Figure 1 is a diagram showing changes in the quantitative value of oxygen in a steel sample with respect to heating extraction temperature, Figure 2 is a heating extraction curve for each steel sample depending on the state of oxygen present, and Figure 3 is an apparatus for carrying out the method of the present invention. FIG. 2 is a block diagram showing an example.
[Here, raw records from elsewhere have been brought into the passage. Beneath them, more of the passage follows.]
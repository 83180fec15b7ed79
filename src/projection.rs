/*
 *  projection.rs
 *
 *  ledmap - aviation weather on an LED matrix
 *  (c) 2020-26 Stuart Hunter
 *
 *  Geographic to panel pixel projection
 *
 *  This program is free software: you can redistribute it and/or modify
 *  it under the terms of the GNU General Public License as published by
 *  the Free Software Foundation, either version 3 of the License, or
 *  (at your option) any later version.
 *
 *  This program is distributed in the hope that it will be useful,
 *  but WITHOUT ANY WARRANTY; without even the implied warranty of
 *  MERCHANTABILITY or FITNESS FOR A PARTICULAR PURPOSE.  See the
 *  GNU General Public License for more details.
 *
 *  See <http://www.gnu.org/licenses/> to get a copy of the GNU General
 *  Public License.
 *
 */

use embedded_graphics::prelude::Point;
use serde::{Deserialize, Serialize};

use crate::error::MapError;

/// Lat/lon extent of a region, degrees
#[derive(Debug, Clone, Copy, PartialEq, Serialize, Deserialize)]
pub struct BoundingBox {
    pub min_lat: f64,
    pub max_lat: f64,
    pub min_lon: f64,
    pub max_lon: f64,
}

impl BoundingBox {
    /// Smallest box holding every (lon, lat) point; None when empty
    pub fn from_points<I>(points: I) -> Option<Self>
    where
        I: IntoIterator<Item = (f64, f64)>,
    {
        let mut it = points.into_iter();
        let (lon, lat) = it.next()?;
        let mut bbox = BoundingBox { min_lat: lat, max_lat: lat, min_lon: lon, max_lon: lon };
        for (lon, lat) in it {
            bbox.include(lon, lat);
        }
        Some(bbox)
    }

    pub fn include(&mut self, lon: f64, lat: f64) {
        self.min_lat = self.min_lat.min(lat);
        self.max_lat = self.max_lat.max(lat);
        self.min_lon = self.min_lon.min(lon);
        self.max_lon = self.max_lon.max(lon);
    }

    pub fn lat_extent(&self) -> f64 {
        self.max_lat - self.min_lat
    }

    pub fn lon_extent(&self) -> f64 {
        self.max_lon - self.min_lon
    }

    /// Grow all four sides by the profile offsets
    pub fn expand(&self, profile: &ScaleProfile) -> BoundingBox {
        BoundingBox {
            min_lat: self.min_lat - profile.y_offset,
            max_lat: self.max_lat + profile.y_offset,
            min_lon: self.min_lon - profile.x_offset,
            max_lon: self.max_lon + profile.x_offset,
        }
    }

    pub fn contains(&self, lat: f64, lon: f64) -> bool {
        lat >= self.min_lat && lat <= self.max_lat && lon >= self.min_lon && lon <= self.max_lon
    }

    fn has_area(&self) -> bool {
        let (dl, dn) = (self.lat_extent(), self.lon_extent());
        dl.is_finite() && dn.is_finite() && dl > 0.0 && dn > 0.0
    }
}

/// Per region padding, degrees, applied before projection
///
/// Larger offsets squash the region along that axis; this is how a state's
/// aspect ratio is corrected for square vs. rectangular panels.
#[derive(Debug, Clone, Copy, PartialEq, Default, Serialize, Deserialize)]
pub struct ScaleProfile {
    pub x_offset: f64,
    pub y_offset: f64,
}

impl ScaleProfile {
    pub fn new(x_offset: f64, y_offset: f64) -> Self {
        Self { x_offset, y_offset }
    }
}

/// Maps lat/lon onto a `width` x `height` panel, row 0 at the top.
#[derive(Debug, Clone, PartialEq)]
pub struct Projector {
    bounds: BoundingBox,
    width: u32,
    height: u32,
}

impl Projector {
    /// Validate the geometry once so `project` can never divide by zero
    pub fn new(bbox: &BoundingBox, profile: &ScaleProfile, width: u32, height: u32) -> Result<Self, MapError> {
        if width == 0 || height == 0 {
            return Err(MapError::DegenerateGeometry(format!("panel is {}x{}", width, height)));
        }
        if !bbox.has_area() {
            return Err(MapError::DegenerateGeometry(format!(
                "bounding box has zero extent (lat {:.4}..{:.4}, lon {:.4}..{:.4})",
                bbox.min_lat, bbox.max_lat, bbox.min_lon, bbox.max_lon
            )));
        }
        let bounds = bbox.expand(profile);
        if !bounds.has_area() {
            return Err(MapError::DegenerateGeometry(format!(
                "scale offsets ({}, {}) collapse the bounding box",
                profile.x_offset, profile.y_offset
            )));
        }
        Ok(Self { bounds, width, height })
    }

    /// The expanded box that maps onto the whole panel
    pub fn bounds(&self) -> &BoundingBox {
        &self.bounds
    }

    pub fn dimensions(&self) -> (u32, u32) {
        (self.width, self.height)
    }

    /// Project to an integer pixel, truncating toward negative infinity.
    ///
    /// Points inside the expanded box always land on the panel; the far
    /// edges (max lon, min lat) are pulled onto the last column / row.
    /// Points outside are returned unclamped and clip at draw time.
    pub fn project(&self, lat: f64, lon: f64) -> Point {
        let (w, h) = (self.width as f64, self.height as f64);
        let b = &self.bounds;
        let x = ((lon - b.min_lon) * w / b.lon_extent()).floor();
        let y = (h - (lat - b.min_lat) * h / b.lat_extent()).floor();

        // `as` saturates on overflow and maps NaN to 0
        let (mut px, mut py) = (x as i32, y as i32);
        if b.contains(lat, lon) {
            px = px.clamp(0, self.width as i32 - 1);
            py = py.clamp(0, self.height as i32 - 1);
        }
        Point::new(px, py)
    }

    pub fn on_panel(&self, p: Point) -> bool {
        p.x >= 0 && p.y >= 0 && (p.x as u32) < self.width && (p.y as u32) < self.height
    }
}

/// One-shot projection for callers without a cached [`Projector`]
pub fn project(
    lat: f64,
    lon: f64,
    bbox: &BoundingBox,
    profile: &ScaleProfile,
    width: u32,
    height: u32,
) -> Result<Point, MapError> {
    Ok(Projector::new(bbox, profile, width, height)?.project(lat, lon))
}

#[cfg(test)]
mod tests {
    use super::*;

    fn bbox(min_lat: f64, max_lat: f64, min_lon: f64, max_lon: f64) -> BoundingBox {
        BoundingBox { min_lat, max_lat, min_lon, max_lon }
    }

    #[test]
    fn test_corners_and_y_inversion() {
        let p = Projector::new(&bbox(0.0, 10.0, 0.0, 10.0), &ScaleProfile::default(), 64, 32).unwrap();
        // north west corner is the top left pixel
        assert_eq!(p.project(10.0, 0.0), Point::new(0, 0));
        // south east corner clamps onto the last pixel
        assert_eq!(p.project(0.0, 10.0), Point::new(63, 31));
        assert_eq!(p.project(5.0, 5.0), Point::new(32, 16));
        // higher latitude is a smaller row
        assert!(p.project(8.0, 5.0).y < p.project(2.0, 5.0).y);
    }

    #[test]
    fn test_profile_expands_box() {
        let profile = ScaleProfile::new(1.0, 2.0);
        let p = Projector::new(&bbox(30.0, 40.0, -110.0, -100.0), &profile, 64, 64).unwrap();
        assert_eq!(p.bounds(), &bbox(28.0, 42.0, -111.0, -99.0));
        // original box corner sits inside the panel, not on its edge
        let corner = p.project(40.0, -110.0);
        assert!(corner.x > 0 && corner.y > 0);
    }

    #[test]
    fn test_every_point_in_expanded_box_is_on_panel() {
        let profile = ScaleProfile::new(0.2, 0.4);
        for (w, h) in [(64u32, 32u32), (64, 64), (192, 128), (1, 1)] {
            let p = Projector::new(&bbox(36.99, 41.0, -109.05, -102.04), &profile, w, h).unwrap();
            let b = *p.bounds();
            let steps = 97;
            for i in 0..=steps {
                for j in 0..=steps {
                    let lat = (b.min_lat + b.lat_extent() * i as f64 / steps as f64).min(b.max_lat);
                    let lon = (b.min_lon + b.lon_extent() * j as f64 / steps as f64).min(b.max_lon);
                    let pt = p.project(lat, lon);
                    assert!(p.on_panel(pt), "({}, {}) -> {:?} on {}x{}", lat, lon, pt, w, h);
                }
            }
        }
    }

    #[test]
    fn test_degenerate_geometry_is_reported() {
        let single = bbox(39.0, 39.0, -105.0, -105.0);
        let err = Projector::new(&single, &ScaleProfile::default(), 64, 32).unwrap_err();
        assert!(matches!(err, MapError::DegenerateGeometry(_)));

        // offsets never rescue a zero extent box
        assert!(project(39.0, -105.0, &single, &ScaleProfile::new(1.0, 1.0), 64, 32).is_err());

        // a line of latitude has no height
        let flat = bbox(39.0, 39.0, -109.0, -102.0);
        assert!(Projector::new(&flat, &ScaleProfile::default(), 64, 32).is_err());

        // negative offsets that invert the box
        let ok = bbox(0.0, 1.0, 0.0, 1.0);
        assert!(Projector::new(&ok, &ScaleProfile::new(-0.5, 0.0), 64, 32).is_err());

        assert!(Projector::new(&ok, &ScaleProfile::default(), 0, 32).is_err());
    }

    #[test]
    fn test_outside_points_are_not_clamped() {
        let p = Projector::new(&bbox(0.0, 10.0, 0.0, 10.0), &ScaleProfile::default(), 10, 10).unwrap();
        let pt = p.project(0.0, 20.0);
        assert_eq!(pt.x, 20);
        assert!(!p.on_panel(pt));
    }

    #[test]
    fn test_from_points() {
        let b = BoundingBox::from_points([(1.0, 2.0), (-3.0, 5.0), (4.0, -1.0)]).unwrap();
        assert_eq!(b, bbox(-1.0, 5.0, -3.0, 4.0));
        assert!(BoundingBox::from_points(std::iter::empty()).is_none());
    }
}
DESCRIPTION OF SYMBOLS 1... Furnace core tube, 2... Temperature control section, 3... Heating furnace, 4... Sample crucible, 5... Hydrogen gas source, 6...
... Gas purification section, 7 ... Flow rate control section, 8 ... Analyzer.

Claims (1)

[Claims] 1. When heating a steel sample in a hydrogen stream, the heating extraction temperature is set to a required temperature within the range of 170°C to 550°C to generate oxygen in iron oxide on the surface of the sample as water. A method for quantifying oxygen, which is characterized by extracting and quantifying oxygen. 2. When heating a steel sample in a hydrogen stream, the heating extraction temperature is set to a required temperature within the range of 170°C to 550°C to generate oxygen from iron oxide on the surface of the sample as water, which is extracted, and then further raised. 1. A method for quantifying oxygen, which comprises heating the sample and allowing the sample to remain at each decomposition temperature of the oxide, or passing through the temperature to generate oxygen in the oxide as water, extracting the water, and quantifying each.